The B.C. government is providing $9 million over three years to the shíshálh Nation to support the nation’s plans to build new housing and pursue economic development, according to a joint media release issued Friday by shíshálh and the province.
Those plans are tied to the 176-hectare (397-acre) waterfront property in Porpoise Bay – previously known as Sechelt Sustainable Community (SSC) – that shíshálh bought last year.
The province’s $9-million contribution will go towards costs related to the land purchase and planning costs, the release said.

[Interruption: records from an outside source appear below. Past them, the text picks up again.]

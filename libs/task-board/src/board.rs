//! In-memory task collection reconciled with the server and the local cache.

use std::collections::HashMap;
use std::sync::Arc;
use std::time::Duration;

use chrono::Utc;
use tokio::time::Instant;
use tracing::{debug, info, instrument, warn};
use uuid::Uuid;

use crate::cache::{load_meta, store_meta, LocalCache};
use crate::error::BoardError;
use crate::model::{BoardTask, LocalMeta, Priority, TaskUpdate};
use crate::remote::TasksRemote;
use crate::view::{self, Summary, ViewState};

#[derive(Debug, Clone)]
pub struct BoardConfig {
    /// Page size used by [`TaskBoard::load`].
    pub page_size: u32,
    pub undo_window: Duration,
}

impl Default for BoardConfig {
    fn default() -> Self {
        Self {
            page_size: 50,
            undo_window: Duration::from_secs(4),
        }
    }
}

#[derive(Debug)]
struct Deleted {
    task: BoardTask,
    index: usize,
    deadline: Instant,
}

/// The user's tasks in display order.
///
/// Mutations call the server first and only touch local state on success;
/// reorder and undo are local only.
pub struct TaskBoard {
    remote: Arc<dyn TasksRemote>,
    cache: Arc<dyn LocalCache>,
    config: BoardConfig,
    tasks: Vec<BoardTask>,
    deleted: HashMap<Uuid, Deleted>,
}

impl TaskBoard {
    pub fn new(remote: Arc<dyn TasksRemote>, cache: Arc<dyn LocalCache>) -> Self {
        Self::with_config(remote, cache, BoardConfig::default())
    }

    pub fn with_config(
        remote: Arc<dyn TasksRemote>,
        cache: Arc<dyn LocalCache>,
        config: BoardConfig,
    ) -> Self {
        Self {
            remote,
            cache,
            config,
            tasks: Vec::new(),
            deleted: HashMap::new(),
        }
    }

    pub fn tasks(&self) -> &[BoardTask] {
        &self.tasks
    }

    pub fn get(&self, id: Uuid) -> Option<&BoardTask> {
        self.tasks.iter().find(|t| t.id == id)
    }

    pub fn view(&self, state: &ViewState) -> Vec<&BoardTask> {
        view::derive(&self.tasks, state)
    }

    pub fn summary(&self) -> Summary {
        view::summarize(&self.tasks)
    }

    /// Fetches every page and merges it with the cached annotations.
    ///
    /// The server may clamp the requested page size, so a page only ends the
    /// walk when it is empty or shorter than the largest page seen so far.
    #[instrument(name = "task_board.load", skip(self))]
    pub async fn load(&mut self) -> Result<&[BoardTask], BoardError> {
        let page_size = self.config.page_size.max(1);
        let mut remote = Vec::new();
        let mut page = 1;
        let mut largest = 0;
        loop {
            let batch = self.remote.list(page, page_size).await?;
            let len = batch.len();
            remote.extend(batch);
            if len == 0 || len < largest {
                break;
            }
            largest = len;
            page += 1;
        }

        let metas: HashMap<Uuid, LocalMeta> = load_meta(self.cache.as_ref())
            .into_iter()
            .map(|m| (m.id, m))
            .collect();
        self.tasks = remote
            .into_iter()
            .map(|r| {
                let meta = metas.get(&r.id);
                BoardTask::merge(r, meta)
            })
            .collect();
        self.deleted.clear();

        info!(count = self.tasks.len(), pages = page, "Loaded tasks");
        Ok(&self.tasks)
    }

    #[instrument(name = "task_board.add", skip(self, title))]
    pub async fn add(&mut self, title: &str, priority: Priority) -> Result<&BoardTask, BoardError> {
        let title = non_blank(title)?;
        let created = self.remote.create(title).await?;
        let mut task = BoardTask::merge(created, None);
        task.priority = priority;
        task.due_at = Some(Utc::now());
        self.tasks.push(task);
        self.persist();

        let idx = self.tasks.len() - 1;
        Ok(&self.tasks[idx])
    }

    #[instrument(name = "task_board.toggle", skip(self))]
    pub async fn toggle(&mut self, id: Uuid) -> Result<&BoardTask, BoardError> {
        let idx = self.position(id)?;
        let update = TaskUpdate {
            completed: Some(!self.tasks[idx].completed),
            ..Default::default()
        };
        self.apply_update(idx, update).await
    }

    #[instrument(name = "task_board.edit", skip(self, title))]
    pub async fn edit(&mut self, id: Uuid, title: &str) -> Result<&BoardTask, BoardError> {
        let title = non_blank(title)?;
        let idx = self.position(id)?;
        let update = TaskUpdate {
            title: Some(title.to_string()),
            ..Default::default()
        };
        self.apply_update(idx, update).await
    }

    /// Deletes on the server and keeps the task restorable by [`undo`](Self::undo)
    /// for the configured window.
    #[instrument(name = "task_board.delete", skip(self))]
    pub async fn delete(&mut self, id: Uuid) -> Result<(), BoardError> {
        let idx = self.position(id)?;
        self.remote.delete(id).await?;

        let task = self.tasks.remove(idx);
        self.persist();
        let now = Instant::now();
        self.deleted.retain(|_, d| d.deadline >= now);
        self.deleted.insert(
            id,
            Deleted {
                task,
                index: idx,
                deadline: now + self.config.undo_window,
            },
        );
        debug!(undo_window = ?self.config.undo_window, "Task deleted, undo armed");
        Ok(())
    }

    /// Puts a deleted task back at its old position. Local only: the server
    /// copy stays deleted and the task disappears on the next [`load`](Self::load).
    #[instrument(name = "task_board.undo", skip(self))]
    pub fn undo(&mut self, id: Uuid) -> Result<&BoardTask, BoardError> {
        let deleted = self
            .deleted
            .remove(&id)
            .ok_or_else(|| BoardError::task_not_found(id))?;
        if Instant::now() > deleted.deadline {
            return Err(BoardError::UndoExpired { id });
        }

        let idx = deleted.index.min(self.tasks.len());
        self.tasks.insert(idx, deleted.task);
        self.persist();
        Ok(&self.tasks[idx])
    }

    /// Moves the task at `from` to `to`. Local only.
    pub fn reorder(&mut self, from: usize, to: usize) -> Result<(), BoardError> {
        let len = self.tasks.len();
        if from >= len || to >= len {
            return Err(BoardError::validation(format!(
                "reorder {from} -> {to} out of range for {len} tasks"
            )));
        }
        let task = self.tasks.remove(from);
        self.tasks.insert(to, task);
        self.persist();
        Ok(())
    }

    async fn apply_update(&mut self, idx: usize, update: TaskUpdate) -> Result<&BoardTask, BoardError> {
        let id = self.tasks[idx].id;
        let remote = self.remote.update(id, &update).await?;

        let task = &mut self.tasks[idx];
        task.apply_remote(remote);
        task.due_at = Some(Utc::now());
        self.persist();
        Ok(&self.tasks[idx])
    }

    fn position(&self, id: Uuid) -> Result<usize, BoardError> {
        self.tasks
            .iter()
            .position(|t| t.id == id)
            .ok_or_else(|| BoardError::task_not_found(id))
    }

    /// Cache failures never fail the operation that triggered them.
    fn persist(&self) {
        let metas: Vec<LocalMeta> = self.tasks.iter().map(BoardTask::meta).collect();
        if let Err(e) = store_meta(self.cache.as_ref(), &metas) {
            warn!(error = %e, "Failed to persist task cache");
        }
    }
}

fn non_blank(title: &str) -> Result<&str, BoardError> {
    let trimmed = title.trim();
    if trimmed.is_empty() {
        return Err(BoardError::validation("task title required"));
    }
    Ok(trimmed)
}
use anyhow::Result;

/// Resolves on the first termination signal the platform delivers.
pub async fn wait_for_shutdown() -> Result<()> {
    #[cfg(unix)]
    {
        use tokio::signal::unix::{signal, SignalKind};
        let mut sigterm = signal(SignalKind::terminate())?;
        let mut sigint = signal(SignalKind::interrupt())?;
        tokio::select! {
            _ = sigterm.recv() => {},
            _ = sigint.recv()  => {},
        }
        Ok(())
    }

    #[cfg(not(unix))]
    {
        tokio::signal::ctrl_c().await?;
        Ok(())
    }
}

The nation will cover the balance of the project costs.
The nation announced in January 2020 that it had purchased the former SSC site for $15 million, with hiwus (Chief) Warren Paull at the time saying the property “was too good to pass up.”
In Friday’s joint release, Paull calls housing “a perennial and serious challenge” for First Nations, adding that “shíshálh has been working for years to expand affordable housing, both to advance the well-being of our citizens and to enable more of them to return home.”
The release said the nation intends “to build and operate new culturally appropriate housing for their members, with a particular focus on Elders, women and children, and others in need of affordable housing in their community.”
Along with residential development, plans for the Porpoise Bay property would see it also used for economic growth opportunities – industrial and recreational development on the waterfront and a potential partnership for a hotel.
The funding is part of the 2018 Foundation Agreement, which commits the province to provide lands to the shíshálh Nation for residential development, either by providing 80 hectares of Crown land or a financial contribution for the purchase of private lands.
The contribution from the province, Paull said, “is critical to making this housing expansion possible and is another indication of how the principled partnership established in our Foundation Agreement is successfully advancing reconciliation consistent with the United Nations Declaration on the Rights of Indigenous Peoples.”
Powell River-Sunshine Coast MLA Nicholas Simons said the new housing is “very much needed” in the region.
“We are proud to be working with the shíshálh Nation in a long-term, government-to-government relationship, addressing needs like housing that benefit everyone in the community and people all across the Lower Sunshine Coast,” Simons said.
The Porpoise Bay land, named ts'ayemay by the Elders, borders Sechelt Nation Land 28 and has strong cultural significance for the shíshálh, according to Friday’s joint release.